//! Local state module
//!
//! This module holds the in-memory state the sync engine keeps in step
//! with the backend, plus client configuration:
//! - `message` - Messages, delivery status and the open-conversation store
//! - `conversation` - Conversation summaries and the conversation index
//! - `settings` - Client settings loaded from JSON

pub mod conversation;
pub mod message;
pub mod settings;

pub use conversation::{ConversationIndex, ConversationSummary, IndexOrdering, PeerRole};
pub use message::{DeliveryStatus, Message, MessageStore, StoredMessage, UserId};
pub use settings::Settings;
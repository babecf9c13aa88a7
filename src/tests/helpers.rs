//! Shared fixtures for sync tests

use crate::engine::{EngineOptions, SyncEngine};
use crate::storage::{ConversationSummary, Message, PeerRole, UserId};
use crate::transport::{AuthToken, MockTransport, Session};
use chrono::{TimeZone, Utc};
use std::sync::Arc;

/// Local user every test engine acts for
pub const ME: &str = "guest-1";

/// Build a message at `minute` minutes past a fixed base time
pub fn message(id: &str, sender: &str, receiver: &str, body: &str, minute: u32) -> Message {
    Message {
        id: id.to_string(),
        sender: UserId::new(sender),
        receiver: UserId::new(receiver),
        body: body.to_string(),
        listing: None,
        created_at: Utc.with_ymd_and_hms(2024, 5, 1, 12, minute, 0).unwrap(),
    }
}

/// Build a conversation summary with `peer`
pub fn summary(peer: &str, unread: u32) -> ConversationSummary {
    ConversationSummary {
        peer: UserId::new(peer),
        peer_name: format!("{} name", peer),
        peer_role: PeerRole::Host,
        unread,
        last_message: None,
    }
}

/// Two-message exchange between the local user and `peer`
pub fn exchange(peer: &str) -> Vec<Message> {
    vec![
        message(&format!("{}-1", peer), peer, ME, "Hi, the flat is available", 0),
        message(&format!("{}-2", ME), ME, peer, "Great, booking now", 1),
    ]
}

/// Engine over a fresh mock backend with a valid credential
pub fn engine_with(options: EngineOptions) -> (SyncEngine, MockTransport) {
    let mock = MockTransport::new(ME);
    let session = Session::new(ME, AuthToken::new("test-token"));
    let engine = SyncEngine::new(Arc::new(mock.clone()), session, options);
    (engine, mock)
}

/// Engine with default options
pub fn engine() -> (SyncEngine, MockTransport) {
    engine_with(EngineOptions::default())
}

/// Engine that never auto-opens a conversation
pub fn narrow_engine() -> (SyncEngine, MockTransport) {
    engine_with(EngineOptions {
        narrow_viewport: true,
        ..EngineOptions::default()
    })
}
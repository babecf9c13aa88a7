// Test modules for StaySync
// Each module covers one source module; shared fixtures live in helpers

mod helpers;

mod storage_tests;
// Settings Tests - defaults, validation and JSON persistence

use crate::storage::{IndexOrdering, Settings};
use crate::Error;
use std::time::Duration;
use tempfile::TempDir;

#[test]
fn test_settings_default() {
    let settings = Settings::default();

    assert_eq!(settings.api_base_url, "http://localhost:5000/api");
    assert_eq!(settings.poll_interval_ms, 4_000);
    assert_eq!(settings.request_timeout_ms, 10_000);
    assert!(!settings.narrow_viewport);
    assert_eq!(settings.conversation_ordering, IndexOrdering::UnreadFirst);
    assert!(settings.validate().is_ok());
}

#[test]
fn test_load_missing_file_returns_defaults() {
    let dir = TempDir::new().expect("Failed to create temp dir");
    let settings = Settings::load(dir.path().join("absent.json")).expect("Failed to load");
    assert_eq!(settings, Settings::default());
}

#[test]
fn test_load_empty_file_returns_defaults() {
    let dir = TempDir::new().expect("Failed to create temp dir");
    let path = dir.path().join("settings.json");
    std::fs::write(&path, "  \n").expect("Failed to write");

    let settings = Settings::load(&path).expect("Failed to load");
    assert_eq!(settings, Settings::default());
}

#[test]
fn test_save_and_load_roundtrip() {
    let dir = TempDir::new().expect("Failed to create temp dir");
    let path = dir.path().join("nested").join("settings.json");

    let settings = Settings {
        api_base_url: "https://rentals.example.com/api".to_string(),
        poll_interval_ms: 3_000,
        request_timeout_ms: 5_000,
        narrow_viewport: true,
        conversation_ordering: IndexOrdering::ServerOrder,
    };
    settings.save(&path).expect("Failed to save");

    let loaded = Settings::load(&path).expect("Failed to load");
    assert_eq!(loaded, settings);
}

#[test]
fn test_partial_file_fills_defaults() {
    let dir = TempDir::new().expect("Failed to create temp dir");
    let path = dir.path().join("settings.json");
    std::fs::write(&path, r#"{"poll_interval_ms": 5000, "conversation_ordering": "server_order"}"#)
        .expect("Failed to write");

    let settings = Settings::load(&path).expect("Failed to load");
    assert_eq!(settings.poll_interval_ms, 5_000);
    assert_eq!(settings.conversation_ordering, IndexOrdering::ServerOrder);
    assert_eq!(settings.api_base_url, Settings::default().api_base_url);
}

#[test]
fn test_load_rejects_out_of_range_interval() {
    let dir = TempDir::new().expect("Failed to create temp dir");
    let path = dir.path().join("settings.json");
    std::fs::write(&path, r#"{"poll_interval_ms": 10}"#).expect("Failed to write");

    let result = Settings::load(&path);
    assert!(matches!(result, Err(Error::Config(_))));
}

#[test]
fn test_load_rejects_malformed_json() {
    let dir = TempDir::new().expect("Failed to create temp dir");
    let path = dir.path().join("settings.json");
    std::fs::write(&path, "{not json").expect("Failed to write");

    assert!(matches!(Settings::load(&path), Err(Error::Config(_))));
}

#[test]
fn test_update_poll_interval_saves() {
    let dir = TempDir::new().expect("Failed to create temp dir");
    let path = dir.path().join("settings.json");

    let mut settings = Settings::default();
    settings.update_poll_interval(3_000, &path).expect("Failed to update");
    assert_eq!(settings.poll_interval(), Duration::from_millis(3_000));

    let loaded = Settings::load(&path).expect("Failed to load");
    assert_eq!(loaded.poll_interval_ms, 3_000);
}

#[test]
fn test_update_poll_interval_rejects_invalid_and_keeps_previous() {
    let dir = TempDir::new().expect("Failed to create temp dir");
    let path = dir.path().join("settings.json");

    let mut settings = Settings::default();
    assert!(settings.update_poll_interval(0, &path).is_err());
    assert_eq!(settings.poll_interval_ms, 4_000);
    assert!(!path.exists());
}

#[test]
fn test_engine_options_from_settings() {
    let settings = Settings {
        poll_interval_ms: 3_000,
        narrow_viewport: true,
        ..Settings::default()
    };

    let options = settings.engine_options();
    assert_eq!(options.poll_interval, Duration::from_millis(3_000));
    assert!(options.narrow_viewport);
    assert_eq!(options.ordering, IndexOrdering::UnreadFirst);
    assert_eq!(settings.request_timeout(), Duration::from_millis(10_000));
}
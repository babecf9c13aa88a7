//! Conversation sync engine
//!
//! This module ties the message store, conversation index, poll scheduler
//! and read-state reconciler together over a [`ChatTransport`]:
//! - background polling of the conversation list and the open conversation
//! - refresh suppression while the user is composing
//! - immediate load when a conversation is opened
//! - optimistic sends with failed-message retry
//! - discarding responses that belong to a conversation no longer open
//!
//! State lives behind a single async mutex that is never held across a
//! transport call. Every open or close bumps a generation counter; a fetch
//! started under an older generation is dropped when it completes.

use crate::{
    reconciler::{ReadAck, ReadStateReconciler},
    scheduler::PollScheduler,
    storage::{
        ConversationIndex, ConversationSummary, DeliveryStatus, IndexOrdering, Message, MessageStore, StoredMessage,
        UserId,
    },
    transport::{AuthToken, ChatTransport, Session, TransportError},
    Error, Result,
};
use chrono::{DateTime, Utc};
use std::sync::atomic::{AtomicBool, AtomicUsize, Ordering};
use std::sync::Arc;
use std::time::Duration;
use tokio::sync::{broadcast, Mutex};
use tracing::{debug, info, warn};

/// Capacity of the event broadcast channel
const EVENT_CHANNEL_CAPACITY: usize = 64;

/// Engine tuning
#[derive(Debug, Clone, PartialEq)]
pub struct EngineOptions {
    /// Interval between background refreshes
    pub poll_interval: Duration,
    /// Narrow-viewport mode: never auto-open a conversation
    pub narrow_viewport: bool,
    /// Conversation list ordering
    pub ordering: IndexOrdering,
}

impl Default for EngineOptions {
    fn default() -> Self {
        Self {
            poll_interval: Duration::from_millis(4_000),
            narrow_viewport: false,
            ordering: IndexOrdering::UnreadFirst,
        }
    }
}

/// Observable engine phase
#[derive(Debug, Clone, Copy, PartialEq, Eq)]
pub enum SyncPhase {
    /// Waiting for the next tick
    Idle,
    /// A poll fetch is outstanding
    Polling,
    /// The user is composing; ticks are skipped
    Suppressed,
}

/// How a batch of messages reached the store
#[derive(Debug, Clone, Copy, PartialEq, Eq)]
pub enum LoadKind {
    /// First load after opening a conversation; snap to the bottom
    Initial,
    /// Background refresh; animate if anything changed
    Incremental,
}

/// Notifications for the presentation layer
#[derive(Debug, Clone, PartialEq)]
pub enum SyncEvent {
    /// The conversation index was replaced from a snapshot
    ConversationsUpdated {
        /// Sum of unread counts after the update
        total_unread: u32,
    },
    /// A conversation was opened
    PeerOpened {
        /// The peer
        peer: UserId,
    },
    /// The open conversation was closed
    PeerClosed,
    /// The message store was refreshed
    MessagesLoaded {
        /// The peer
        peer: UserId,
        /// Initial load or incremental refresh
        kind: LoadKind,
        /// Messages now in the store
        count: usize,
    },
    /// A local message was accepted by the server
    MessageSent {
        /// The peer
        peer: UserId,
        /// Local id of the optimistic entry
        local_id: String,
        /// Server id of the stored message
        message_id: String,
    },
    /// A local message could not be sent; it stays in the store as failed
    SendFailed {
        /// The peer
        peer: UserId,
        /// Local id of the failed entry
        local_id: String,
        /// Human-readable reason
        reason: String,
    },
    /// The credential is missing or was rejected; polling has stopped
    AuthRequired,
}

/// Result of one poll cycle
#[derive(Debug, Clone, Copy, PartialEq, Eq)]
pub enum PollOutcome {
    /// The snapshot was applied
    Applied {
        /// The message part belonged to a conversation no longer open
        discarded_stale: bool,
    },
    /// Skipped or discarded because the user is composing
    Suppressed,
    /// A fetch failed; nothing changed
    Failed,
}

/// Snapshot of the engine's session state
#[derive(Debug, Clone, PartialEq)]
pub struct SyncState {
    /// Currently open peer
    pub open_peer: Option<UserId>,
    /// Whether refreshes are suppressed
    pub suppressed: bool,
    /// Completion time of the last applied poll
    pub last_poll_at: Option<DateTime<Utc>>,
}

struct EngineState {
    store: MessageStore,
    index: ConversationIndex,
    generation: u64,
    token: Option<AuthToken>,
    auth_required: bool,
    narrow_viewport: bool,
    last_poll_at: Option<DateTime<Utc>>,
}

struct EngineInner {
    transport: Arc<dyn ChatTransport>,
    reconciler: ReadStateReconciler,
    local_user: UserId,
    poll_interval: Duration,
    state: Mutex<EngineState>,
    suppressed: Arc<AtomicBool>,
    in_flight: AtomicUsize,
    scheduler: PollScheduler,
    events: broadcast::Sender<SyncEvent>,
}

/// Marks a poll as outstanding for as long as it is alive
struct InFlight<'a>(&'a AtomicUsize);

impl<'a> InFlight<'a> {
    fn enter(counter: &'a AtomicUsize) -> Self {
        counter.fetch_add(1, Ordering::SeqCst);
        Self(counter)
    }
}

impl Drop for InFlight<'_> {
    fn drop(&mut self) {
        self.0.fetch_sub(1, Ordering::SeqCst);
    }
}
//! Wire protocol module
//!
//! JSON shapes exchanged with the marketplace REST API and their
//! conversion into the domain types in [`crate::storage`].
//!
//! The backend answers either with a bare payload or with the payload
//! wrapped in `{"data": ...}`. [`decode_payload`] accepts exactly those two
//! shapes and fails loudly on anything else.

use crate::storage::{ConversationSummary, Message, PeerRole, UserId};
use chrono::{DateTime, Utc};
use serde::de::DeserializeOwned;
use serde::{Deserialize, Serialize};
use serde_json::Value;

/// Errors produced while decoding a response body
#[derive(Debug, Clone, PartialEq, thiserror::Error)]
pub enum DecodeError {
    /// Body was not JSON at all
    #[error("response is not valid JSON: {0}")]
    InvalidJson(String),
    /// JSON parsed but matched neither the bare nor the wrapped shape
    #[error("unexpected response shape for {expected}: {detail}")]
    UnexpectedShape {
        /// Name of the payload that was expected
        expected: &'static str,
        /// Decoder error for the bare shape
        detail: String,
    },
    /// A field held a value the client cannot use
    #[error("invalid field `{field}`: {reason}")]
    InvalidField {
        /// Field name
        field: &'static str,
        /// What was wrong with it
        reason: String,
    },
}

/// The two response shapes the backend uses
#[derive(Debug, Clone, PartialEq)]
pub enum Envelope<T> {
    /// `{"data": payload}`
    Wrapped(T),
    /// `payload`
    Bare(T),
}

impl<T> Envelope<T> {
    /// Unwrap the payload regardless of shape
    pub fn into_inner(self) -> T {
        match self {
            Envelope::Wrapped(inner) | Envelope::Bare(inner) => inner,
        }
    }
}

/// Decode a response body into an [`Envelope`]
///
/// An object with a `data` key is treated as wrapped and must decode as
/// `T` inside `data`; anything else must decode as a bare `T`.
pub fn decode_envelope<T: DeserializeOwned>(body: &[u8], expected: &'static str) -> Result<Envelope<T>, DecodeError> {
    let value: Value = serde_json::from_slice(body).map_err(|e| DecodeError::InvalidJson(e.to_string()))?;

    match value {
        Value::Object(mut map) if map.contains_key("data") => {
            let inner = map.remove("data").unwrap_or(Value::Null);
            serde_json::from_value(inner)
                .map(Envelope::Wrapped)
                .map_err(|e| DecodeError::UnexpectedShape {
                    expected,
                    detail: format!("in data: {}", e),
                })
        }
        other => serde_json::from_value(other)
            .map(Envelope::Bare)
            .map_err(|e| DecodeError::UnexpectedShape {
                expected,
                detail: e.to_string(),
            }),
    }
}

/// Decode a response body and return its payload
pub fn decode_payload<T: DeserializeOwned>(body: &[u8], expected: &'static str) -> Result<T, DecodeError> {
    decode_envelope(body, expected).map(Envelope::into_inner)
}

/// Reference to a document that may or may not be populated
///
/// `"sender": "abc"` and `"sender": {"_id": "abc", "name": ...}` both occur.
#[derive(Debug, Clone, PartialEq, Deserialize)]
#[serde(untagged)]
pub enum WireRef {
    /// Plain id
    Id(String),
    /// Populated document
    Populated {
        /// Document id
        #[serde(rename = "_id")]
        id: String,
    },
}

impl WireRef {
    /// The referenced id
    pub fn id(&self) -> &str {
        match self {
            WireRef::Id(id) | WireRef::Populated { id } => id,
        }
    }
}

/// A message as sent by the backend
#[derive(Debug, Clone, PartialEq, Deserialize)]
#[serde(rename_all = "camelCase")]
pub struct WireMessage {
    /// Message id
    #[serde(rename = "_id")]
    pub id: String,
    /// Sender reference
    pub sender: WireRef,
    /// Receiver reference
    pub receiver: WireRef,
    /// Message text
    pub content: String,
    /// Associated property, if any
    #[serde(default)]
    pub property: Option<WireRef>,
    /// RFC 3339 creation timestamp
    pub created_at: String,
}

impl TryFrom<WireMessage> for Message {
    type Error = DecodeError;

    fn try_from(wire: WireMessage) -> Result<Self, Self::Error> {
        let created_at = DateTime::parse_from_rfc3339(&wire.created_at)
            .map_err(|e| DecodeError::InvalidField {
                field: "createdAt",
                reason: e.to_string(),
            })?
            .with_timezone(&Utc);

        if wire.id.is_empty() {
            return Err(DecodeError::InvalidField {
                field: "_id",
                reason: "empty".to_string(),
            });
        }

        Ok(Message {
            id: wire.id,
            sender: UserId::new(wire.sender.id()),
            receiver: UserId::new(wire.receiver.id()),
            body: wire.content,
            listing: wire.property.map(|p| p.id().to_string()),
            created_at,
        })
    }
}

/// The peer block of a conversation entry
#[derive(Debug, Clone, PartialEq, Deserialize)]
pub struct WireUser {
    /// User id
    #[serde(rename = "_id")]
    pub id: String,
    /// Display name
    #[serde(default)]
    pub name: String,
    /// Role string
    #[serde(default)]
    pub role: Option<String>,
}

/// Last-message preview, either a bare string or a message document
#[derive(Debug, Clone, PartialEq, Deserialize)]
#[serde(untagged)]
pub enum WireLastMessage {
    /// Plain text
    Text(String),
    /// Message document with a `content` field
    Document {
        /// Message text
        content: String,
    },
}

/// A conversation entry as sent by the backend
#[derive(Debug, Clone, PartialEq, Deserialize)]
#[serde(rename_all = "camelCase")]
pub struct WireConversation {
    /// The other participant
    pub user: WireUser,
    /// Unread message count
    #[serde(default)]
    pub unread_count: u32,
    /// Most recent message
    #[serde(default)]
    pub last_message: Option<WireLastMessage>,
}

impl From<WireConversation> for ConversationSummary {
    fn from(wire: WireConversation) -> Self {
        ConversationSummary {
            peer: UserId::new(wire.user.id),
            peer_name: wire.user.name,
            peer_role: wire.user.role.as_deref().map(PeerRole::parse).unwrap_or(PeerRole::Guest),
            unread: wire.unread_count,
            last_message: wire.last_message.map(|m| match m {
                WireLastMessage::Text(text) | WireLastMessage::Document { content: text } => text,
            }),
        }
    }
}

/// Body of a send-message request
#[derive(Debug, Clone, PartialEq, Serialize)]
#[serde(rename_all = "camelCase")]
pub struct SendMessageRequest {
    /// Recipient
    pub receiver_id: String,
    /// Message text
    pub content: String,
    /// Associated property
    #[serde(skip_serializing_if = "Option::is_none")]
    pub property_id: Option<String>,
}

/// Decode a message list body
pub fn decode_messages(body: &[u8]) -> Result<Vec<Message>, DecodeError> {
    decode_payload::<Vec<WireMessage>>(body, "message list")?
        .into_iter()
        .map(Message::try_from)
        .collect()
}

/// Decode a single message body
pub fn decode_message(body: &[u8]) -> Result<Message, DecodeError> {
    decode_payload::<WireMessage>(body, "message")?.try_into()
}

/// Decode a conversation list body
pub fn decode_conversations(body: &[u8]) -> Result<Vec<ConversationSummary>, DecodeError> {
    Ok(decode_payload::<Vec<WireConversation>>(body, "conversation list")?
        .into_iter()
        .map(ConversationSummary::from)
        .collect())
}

- - - -

What to work on:
How many lines in these records hold the string "StoredMessage"? Reply with the number alone.

Output of the exercise:
2